==== Material provided

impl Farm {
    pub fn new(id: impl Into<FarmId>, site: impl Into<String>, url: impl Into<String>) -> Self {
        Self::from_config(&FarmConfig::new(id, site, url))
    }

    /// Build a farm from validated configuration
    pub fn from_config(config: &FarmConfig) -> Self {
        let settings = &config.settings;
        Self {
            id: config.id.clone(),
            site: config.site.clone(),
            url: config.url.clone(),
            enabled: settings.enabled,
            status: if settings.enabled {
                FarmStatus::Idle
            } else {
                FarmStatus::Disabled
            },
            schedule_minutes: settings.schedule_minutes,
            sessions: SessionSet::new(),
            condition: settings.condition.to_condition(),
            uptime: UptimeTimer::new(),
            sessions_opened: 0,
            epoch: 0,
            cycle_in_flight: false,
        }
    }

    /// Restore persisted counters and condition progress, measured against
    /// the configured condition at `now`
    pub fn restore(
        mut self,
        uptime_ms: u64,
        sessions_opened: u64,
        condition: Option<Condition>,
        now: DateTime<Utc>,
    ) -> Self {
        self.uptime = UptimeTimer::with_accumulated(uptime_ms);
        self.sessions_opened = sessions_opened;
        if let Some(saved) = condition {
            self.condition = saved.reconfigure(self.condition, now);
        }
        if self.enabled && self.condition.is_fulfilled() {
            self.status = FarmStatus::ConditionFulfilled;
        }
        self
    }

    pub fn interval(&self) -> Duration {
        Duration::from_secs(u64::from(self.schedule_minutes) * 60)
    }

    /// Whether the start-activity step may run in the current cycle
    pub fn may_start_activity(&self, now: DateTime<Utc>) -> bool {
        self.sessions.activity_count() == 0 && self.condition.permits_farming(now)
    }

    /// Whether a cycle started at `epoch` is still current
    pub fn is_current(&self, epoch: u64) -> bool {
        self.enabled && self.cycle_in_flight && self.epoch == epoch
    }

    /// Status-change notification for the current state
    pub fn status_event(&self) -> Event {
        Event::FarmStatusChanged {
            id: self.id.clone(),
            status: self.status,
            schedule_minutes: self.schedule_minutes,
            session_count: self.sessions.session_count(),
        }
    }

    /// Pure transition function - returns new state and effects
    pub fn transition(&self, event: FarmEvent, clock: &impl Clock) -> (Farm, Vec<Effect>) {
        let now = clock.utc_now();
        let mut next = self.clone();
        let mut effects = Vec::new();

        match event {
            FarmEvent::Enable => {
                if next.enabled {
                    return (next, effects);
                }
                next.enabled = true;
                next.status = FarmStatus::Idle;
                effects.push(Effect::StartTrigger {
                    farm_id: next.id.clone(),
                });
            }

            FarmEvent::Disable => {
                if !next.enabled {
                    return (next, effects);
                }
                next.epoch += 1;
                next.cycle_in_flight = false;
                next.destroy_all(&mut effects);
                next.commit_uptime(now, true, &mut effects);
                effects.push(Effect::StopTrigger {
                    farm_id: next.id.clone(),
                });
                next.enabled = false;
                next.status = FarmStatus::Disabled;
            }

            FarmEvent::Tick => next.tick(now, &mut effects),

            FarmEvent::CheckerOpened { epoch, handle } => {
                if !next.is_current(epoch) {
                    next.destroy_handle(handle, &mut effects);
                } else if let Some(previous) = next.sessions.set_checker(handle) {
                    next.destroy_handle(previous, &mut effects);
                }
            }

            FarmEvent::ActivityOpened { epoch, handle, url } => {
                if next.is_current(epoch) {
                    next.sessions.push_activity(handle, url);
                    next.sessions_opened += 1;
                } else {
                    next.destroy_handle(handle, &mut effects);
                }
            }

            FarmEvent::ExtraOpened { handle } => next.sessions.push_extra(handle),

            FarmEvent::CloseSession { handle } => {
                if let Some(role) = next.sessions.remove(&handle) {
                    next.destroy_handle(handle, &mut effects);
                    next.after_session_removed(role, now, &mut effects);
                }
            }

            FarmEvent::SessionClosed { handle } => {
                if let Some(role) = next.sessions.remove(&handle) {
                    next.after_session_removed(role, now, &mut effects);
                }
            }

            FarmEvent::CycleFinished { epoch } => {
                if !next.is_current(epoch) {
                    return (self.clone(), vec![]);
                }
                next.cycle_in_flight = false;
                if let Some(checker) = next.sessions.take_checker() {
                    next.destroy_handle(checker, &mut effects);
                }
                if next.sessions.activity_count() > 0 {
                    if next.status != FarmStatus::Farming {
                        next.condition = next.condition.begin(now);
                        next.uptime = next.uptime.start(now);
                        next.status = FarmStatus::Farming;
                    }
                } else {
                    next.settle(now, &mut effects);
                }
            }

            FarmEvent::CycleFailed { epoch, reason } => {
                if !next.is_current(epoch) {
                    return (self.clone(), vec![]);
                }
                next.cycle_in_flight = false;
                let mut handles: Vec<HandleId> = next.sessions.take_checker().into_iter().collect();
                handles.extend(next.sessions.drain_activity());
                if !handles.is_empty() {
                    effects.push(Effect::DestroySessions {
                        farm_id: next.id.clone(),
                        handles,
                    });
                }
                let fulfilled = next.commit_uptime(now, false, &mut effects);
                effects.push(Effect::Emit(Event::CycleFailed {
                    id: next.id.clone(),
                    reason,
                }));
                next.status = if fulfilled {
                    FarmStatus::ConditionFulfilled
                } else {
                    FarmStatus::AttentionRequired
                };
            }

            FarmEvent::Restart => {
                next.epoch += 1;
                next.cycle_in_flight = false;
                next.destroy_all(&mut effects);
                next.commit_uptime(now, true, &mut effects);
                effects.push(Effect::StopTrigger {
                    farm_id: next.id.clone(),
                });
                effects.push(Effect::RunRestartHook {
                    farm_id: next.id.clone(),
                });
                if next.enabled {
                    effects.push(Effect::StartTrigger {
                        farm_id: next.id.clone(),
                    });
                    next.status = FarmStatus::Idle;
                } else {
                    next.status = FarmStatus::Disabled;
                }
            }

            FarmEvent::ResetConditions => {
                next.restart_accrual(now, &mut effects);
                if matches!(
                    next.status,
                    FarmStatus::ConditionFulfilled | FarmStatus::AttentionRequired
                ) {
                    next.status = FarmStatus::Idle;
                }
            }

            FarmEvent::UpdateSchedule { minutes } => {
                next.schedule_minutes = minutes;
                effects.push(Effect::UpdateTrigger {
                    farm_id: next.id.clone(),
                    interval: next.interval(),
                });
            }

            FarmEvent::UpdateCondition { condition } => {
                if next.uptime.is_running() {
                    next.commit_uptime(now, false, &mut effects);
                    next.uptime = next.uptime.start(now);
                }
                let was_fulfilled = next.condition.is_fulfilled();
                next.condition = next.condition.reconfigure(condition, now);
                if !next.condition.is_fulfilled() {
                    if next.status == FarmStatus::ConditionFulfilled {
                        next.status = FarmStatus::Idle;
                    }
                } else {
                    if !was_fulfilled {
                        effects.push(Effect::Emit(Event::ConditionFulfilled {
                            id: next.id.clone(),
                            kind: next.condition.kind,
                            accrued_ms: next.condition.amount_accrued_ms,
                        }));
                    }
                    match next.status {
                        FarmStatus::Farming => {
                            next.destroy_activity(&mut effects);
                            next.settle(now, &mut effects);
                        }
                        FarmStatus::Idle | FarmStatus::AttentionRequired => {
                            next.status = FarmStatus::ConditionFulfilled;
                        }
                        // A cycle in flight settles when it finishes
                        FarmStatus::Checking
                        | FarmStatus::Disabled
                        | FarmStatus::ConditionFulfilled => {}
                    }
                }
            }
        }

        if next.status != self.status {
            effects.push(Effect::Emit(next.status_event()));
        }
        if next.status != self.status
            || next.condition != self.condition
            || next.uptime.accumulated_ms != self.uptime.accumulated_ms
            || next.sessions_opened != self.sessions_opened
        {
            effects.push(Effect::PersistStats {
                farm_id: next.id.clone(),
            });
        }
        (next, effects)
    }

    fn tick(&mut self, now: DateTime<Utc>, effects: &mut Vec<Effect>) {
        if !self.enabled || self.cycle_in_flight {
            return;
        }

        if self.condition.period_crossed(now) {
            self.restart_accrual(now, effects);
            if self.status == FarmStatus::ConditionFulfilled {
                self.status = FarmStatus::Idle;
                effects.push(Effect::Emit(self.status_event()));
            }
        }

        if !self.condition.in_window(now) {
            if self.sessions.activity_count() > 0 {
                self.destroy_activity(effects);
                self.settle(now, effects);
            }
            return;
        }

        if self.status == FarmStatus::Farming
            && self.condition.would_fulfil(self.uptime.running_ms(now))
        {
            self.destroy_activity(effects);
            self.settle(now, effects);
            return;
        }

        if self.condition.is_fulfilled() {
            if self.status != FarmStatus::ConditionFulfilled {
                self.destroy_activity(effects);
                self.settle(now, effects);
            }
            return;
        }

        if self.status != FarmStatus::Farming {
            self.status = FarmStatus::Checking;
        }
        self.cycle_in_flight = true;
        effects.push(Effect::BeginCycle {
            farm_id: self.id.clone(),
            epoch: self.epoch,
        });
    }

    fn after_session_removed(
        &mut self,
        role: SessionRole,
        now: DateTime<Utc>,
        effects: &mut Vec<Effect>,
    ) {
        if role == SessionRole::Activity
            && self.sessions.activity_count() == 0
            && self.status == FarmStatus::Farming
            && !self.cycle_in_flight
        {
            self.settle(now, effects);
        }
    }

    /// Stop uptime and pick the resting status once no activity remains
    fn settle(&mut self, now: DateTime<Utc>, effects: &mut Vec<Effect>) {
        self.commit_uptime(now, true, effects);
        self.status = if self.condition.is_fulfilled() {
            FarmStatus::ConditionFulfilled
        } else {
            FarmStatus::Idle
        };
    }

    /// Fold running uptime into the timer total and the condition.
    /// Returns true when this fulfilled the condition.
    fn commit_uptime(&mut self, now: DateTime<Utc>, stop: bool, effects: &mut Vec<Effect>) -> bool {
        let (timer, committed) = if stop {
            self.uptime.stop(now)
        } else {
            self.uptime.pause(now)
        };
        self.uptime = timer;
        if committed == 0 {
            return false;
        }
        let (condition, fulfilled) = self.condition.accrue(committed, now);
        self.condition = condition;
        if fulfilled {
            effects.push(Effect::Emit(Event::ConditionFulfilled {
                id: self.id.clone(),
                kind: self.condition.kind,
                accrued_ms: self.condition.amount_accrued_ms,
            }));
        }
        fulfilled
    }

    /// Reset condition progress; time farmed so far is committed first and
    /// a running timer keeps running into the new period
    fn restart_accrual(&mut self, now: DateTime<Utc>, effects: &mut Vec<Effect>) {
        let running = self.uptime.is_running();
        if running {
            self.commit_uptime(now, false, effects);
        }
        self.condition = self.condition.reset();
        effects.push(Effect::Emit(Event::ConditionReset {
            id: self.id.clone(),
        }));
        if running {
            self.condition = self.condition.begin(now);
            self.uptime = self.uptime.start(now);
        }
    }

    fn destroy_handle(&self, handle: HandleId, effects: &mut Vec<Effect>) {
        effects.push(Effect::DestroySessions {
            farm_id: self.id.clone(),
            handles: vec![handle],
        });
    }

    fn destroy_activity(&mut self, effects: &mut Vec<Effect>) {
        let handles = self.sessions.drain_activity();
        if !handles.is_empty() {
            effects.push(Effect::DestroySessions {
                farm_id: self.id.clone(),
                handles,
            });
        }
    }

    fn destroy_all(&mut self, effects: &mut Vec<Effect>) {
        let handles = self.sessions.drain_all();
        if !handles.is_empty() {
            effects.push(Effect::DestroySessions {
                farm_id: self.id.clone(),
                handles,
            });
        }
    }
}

========

What you should do: The answer is the run of lines above from the line containing "self.sessions.activity_count() == 0 &&" through the line containing "state and effects", copied exactly and alone.

Exercise response:
        self.sessions.activity_count() == 0 && self.condition.permits_farming(now)
    }

    /// Whether a cycle started at `epoch` is still current
    pub fn is_current(&self, epoch: u64) -> bool {
        self.enabled && self.cycle_in_flight && self.epoch == epoch
    }

    /// Status-change notification for the current state
    pub fn status_event(&self) -> Event {
        Event::FarmStatusChanged {
            id: self.id.clone(),
            status: self.status,
            schedule_minutes: self.schedule_minutes,
            session_count: self.sessions.session_count(),
        }
    }

    /// Pure transition function - returns new state and effects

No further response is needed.